AT&T has broken its own privacy rules by distributing the contact details of its customers online.

Users of the AT&T Connect & Save, long-distance telephone service received an email offering them new discounts - along with the email addresses of the 1,799 other customers on the mailing list. Although the mail was sent out on April 7, AT&T only found out yesterday, after recipients got in touch.

"We have apologised and taken full responsibility for the mistake," an AT&T spokesman told Silicon.com. "It was human error, and we will be doing a full analysis to ensure it never happens again. Protecting customer records is at the top of our privacy policy."

An unnamed employee had used the "to" field instead of "bcc" (blind carbon copy) in the header of the mass-mailout. The market value of the address list is not enormous, but the mistake could have serious consequences for AT&T.

"Email addresses are only worth £300 or £400 per thousand names," one online sales director told Silicon.com. "But the list has an intrinsic value because normally you never get to access the names yourself." He added that the loss to AT&T's reputation was infinite, due to their breach of consumer trust.
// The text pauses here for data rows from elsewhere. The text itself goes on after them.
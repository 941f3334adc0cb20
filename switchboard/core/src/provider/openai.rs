//! OpenAI-compatible Provider
//!
//! Client for the `/chat/completions` API shared by OpenAI and Groq.
//!
//! - `POST {base}/chat/completions` - single-turn completion
//! - `GET {base}/models` - reachability probe

use std::time::Duration;

use async_trait::async_trait;
use serde::Deserialize;

use super::error::ProviderError;
use super::http::{read_json, send_with_retry, PooledClient, RetryPolicy, PROBE_TIMEOUT};
use super::id::ProviderId;
use super::traits::{GenerateRequest, LlmProvider};

/// Default OpenAI API base
pub const OPENAI_BASE_URL: &str = "https://api.openai.com/v1";

/// Default Groq API base
pub const GROQ_BASE_URL: &str = "https://api.groq.com/openai/v1";

#[derive(Debug, Deserialize)]
struct ChatCompletion {
    #[serde(default)]
    choices: Vec<Choice>,
}

#[derive(Debug, Deserialize)]
struct Choice {
    message: ChoiceMessage,
}

#[derive(Debug, Deserialize)]
struct ChoiceMessage {
    #[serde(default)]
    content: Option<String>,
}

/// OpenAI-compatible chat completions client
#[derive(Debug)]
pub struct OpenAiCompatProvider {
    id: ProviderId,
    base_url: String,
    api_key: Option<String>,
    key_env: &'static str,
    client: PooledClient,
    retry: RetryPolicy,
}

impl OpenAiCompatProvider {
    /// Create a client for `id` against `base_url`
    pub fn new(
        id: ProviderId,
        base_url: impl Into<String>,
        api_key: Option<String>,
        timeout: Duration,
    ) -> Self {
        let key_env = match id {
            ProviderId::Groq => "GROQ_API_KEY",
            _ => "OPENAI_API_KEY",
        };
        Self {
            id,
            base_url: base_url.into().trim_end_matches('/').to_string(),
            api_key: api_key.filter(|k| !k.trim().is_empty()),
            key_env,
            client: PooledClient::new(timeout),
            retry: RetryPolicy::default(),
        }
    }

    /// OpenAI client
    #[must_use]
    pub fn openai(base_url: Option<String>, api_key: Option<String>, timeout: Duration) -> Self {
        Self::new(
            ProviderId::OpenAi,
            base_url.unwrap_or_else(|| OPENAI_BASE_URL.to_string()),
            api_key,
            timeout,
        )
    }

    /// Groq client
    #[must_use]
    pub fn groq(base_url: Option<String>, api_key: Option<String>, timeout: Duration) -> Self {
        Self::new(
            ProviderId::Groq,
            base_url.unwrap_or_else(|| GROQ_BASE_URL.to_string()),
            api_key,
            timeout,
        )
    }

    /// Replace the internal retry policy
    #[must_use]
    pub fn with_retry(mut self, retry: RetryPolicy) -> Self {
        self.retry = retry;
        self
    }

    fn completions_url(&self) -> String {
        format!("{}/chat/completions", self.base_url)
    }

    fn models_url(&self) -> String {
        format!("{}/models", self.base_url)
    }

    fn require_key(&self) -> Result<&str, ProviderError> {
        self.api_key
            .as_deref()
            .ok_or_else(|| ProviderError::missing_key(self.id, self.key_env))
    }
}

#[async_trait]
impl LlmProvider for OpenAiCompatProvider {
    fn id(&self) -> ProviderId {
        self.id
    }

    fn has_credentials(&self) -> bool {
        self.api_key.is_some()
    }

    async fn generate(&self, request: &GenerateRequest) -> Result<String, ProviderError> {
        let key = self.require_key()?;
        let client = self.client.get(self.id)?;
        let url = self.completions_url();
        let body = serde_json::json!({
            "model": request.model,
            "messages": [{ "role": "user", "content": request.prompt }],
            "temperature": request.temperature,
        });

        let response = send_with_retry(self.id, &self.retry, || {
            client.post(&url).bearer_auth(key).json(&body)
        })
        .await?;

        let completion: ChatCompletion = read_json(self.id, response).await?;
        completion
            .choices
            .into_iter()
            .next()
            .map(|c| c.message.content.unwrap_or_default())
            .ok_or_else(|| ProviderError::InvalidResponse {
                provider: self.id,
                message: "response contained no choices".to_string(),
            })
    }

    async fn check_reachable(&self) -> bool {
        let (Ok(key), Ok(client)) = (self.require_key(), self.client.get(self.id)) else {
            return false;
        };
        client
            .get(self.models_url())
            .bearer_auth(key)
            .timeout(PROBE_TIMEOUT)
            .send()
            .await
            .is_ok_and(|r| r.status().is_success())
    }

    async fn close(&self) {
        if self.client.close() {
            tracing::debug!(provider = %self.id, "Released HTTP connection pool");
        }
    }
}
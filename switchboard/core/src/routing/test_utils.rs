//! Router Test Utilities
//!
//! A scripted in-process provider for exercising routing, fallback and
//! circuit behavior without network calls.
//!
//! # Usage
//!
//! ```ignore
//! let groq = ScriptedProvider::new(ProviderId::Groq).failing();
//! let ollama = ScriptedProvider::new(ProviderId::Ollama);
//! let providers = provider_set(&[&groq, &ollama]);
//!
//! // After the request, verify which providers were called
//! assert_eq!(groq.call_count(), 1);
//! assert_eq!(ollama.requests()[0].model, "llama3.2");
//! ```

use std::sync::atomic::{AtomicBool, AtomicUsize, Ordering};
use std::sync::{Arc, Mutex};
use std::time::Duration;

use async_trait::async_trait;

use crate::provider::{GenerateRequest, LlmProvider, ProviderError, ProviderId, ProviderSet};

/// What a scripted provider does when asked to generate
#[derive(Clone, Debug)]
pub enum Behavior {
    /// Answer with this text
    Reply(String),
    /// Fail with this error
    Fail(ProviderError),
}

/// Provider whose answers, latency and reachability are set by the test
#[derive(Debug)]
pub struct ScriptedProvider {
    id: ProviderId,
    behavior: Mutex<Behavior>,
    delay: Mutex<Duration>,
    reachable: AtomicBool,
    requests: Mutex<Vec<GenerateRequest>>,
    probes: AtomicUsize,
    closes: AtomicUsize,
}

impl ScriptedProvider {
    /// Reachable provider that replies `"<id> reply"`
    pub fn new(id: ProviderId) -> Arc<Self> {
        Arc::new(Self {
            id,
            behavior: Mutex::new(Behavior::Reply(format!("{id} reply"))),
            delay: Mutex::new(Duration::ZERO),
            reachable: AtomicBool::new(true),
            requests: Mutex::new(Vec::new()),
            probes: AtomicUsize::new(0),
            closes: AtomicUsize::new(0),
        })
    }

    /// Make every call fail with an unreachable error
    pub fn failing(self: Arc<Self>) -> Arc<Self> {
        self.set_behavior(Behavior::Fail(ProviderError::Unreachable {
            provider: self.id,
            message: "connection refused".to_string(),
        }));
        self
    }

    /// Make the reachability probe report `false`
    pub fn unreachable(self: Arc<Self>) -> Arc<Self> {
        self.set_reachable(false);
        self
    }

    /// Delay every generate call
    pub fn with_delay(self: Arc<Self>, delay: Duration) -> Arc<Self> {
        *self.delay.lock().unwrap() = delay;
        self
    }

    /// Replace the generate behavior
    pub fn set_behavior(&self, behavior: Behavior) {
        *self.behavior.lock().unwrap() = behavior;
    }

    /// Set the probe answer
    pub fn set_reachable(&self, reachable: bool) {
        self.reachable.store(reachable, Ordering::SeqCst);
    }

    /// Requests received so far
    pub fn requests(&self) -> Vec<GenerateRequest> {
        self.requests.lock().unwrap().clone()
    }

    /// Number of generate calls
    pub fn call_count(&self) -> usize {
        self.requests.lock().unwrap().len()
    }

    /// Number of probes
    pub fn probe_count(&self) -> usize {
        self.probes.load(Ordering::SeqCst)
    }

    /// Number of close calls
    pub fn close_count(&self) -> usize {
        self.closes.load(Ordering::SeqCst)
    }
}

#[async_trait]
impl LlmProvider for ScriptedProvider {
    fn id(&self) -> ProviderId {
        self.id
    }

    async fn generate(&self, request: &GenerateRequest) -> Result<String, ProviderError> {
        self.requests.lock().unwrap().push(request.clone());
        let delay = *self.delay.lock().unwrap();
        if !delay.is_zero() {
            tokio::time::sleep(delay).await;
        }
        match self.behavior.lock().unwrap().clone() {
            Behavior::Reply(text) => Ok(text),
            Behavior::Fail(err) => Err(err),
        }
    }

    async fn check_reachable(&self) -> bool {
        self.probes.fetch_add(1, Ordering::SeqCst);
        self.reachable.load(Ordering::SeqCst)
    }

    async fn close(&self) {
        self.closes.fetch_add(1, Ordering::SeqCst);
    }
}

/// Build a provider set from scripted providers
pub fn provider_set(providers: &[&Arc<ScriptedProvider>]) -> ProviderSet {
    let mut set = ProviderSet::new();
    for provider in providers {
        set.insert(Arc::clone(*provider) as Arc<dyn LlmProvider>);
    }
    set
}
Mr Yaman Akdeniz, director of Cyber-Rights and Cyber-Liberties, agreed. "In Europe, an apology would not be acceptable. There should be financial redress for consumers, especially with a major company like AT&T," he told Silicon.com.

Under European law, AT&T's mistake would be considered a breach of the data protection principles. But even here, it would not be a criminal offence. "We don't have the power to punish," stressed Phil Jones, an assistant data protection registrar in the UK. "If a company holds its hands in the air, admits a mistake and takes steps to rectify its procedures, then the investigation would end there."

"However," he added, "if a European individual can prove they've suffered as a result, then a court can order compensation."

AT&T's customer affairs spokesman said he could not even begin to speculate whether any of the customers affected were planning private litigation in the US.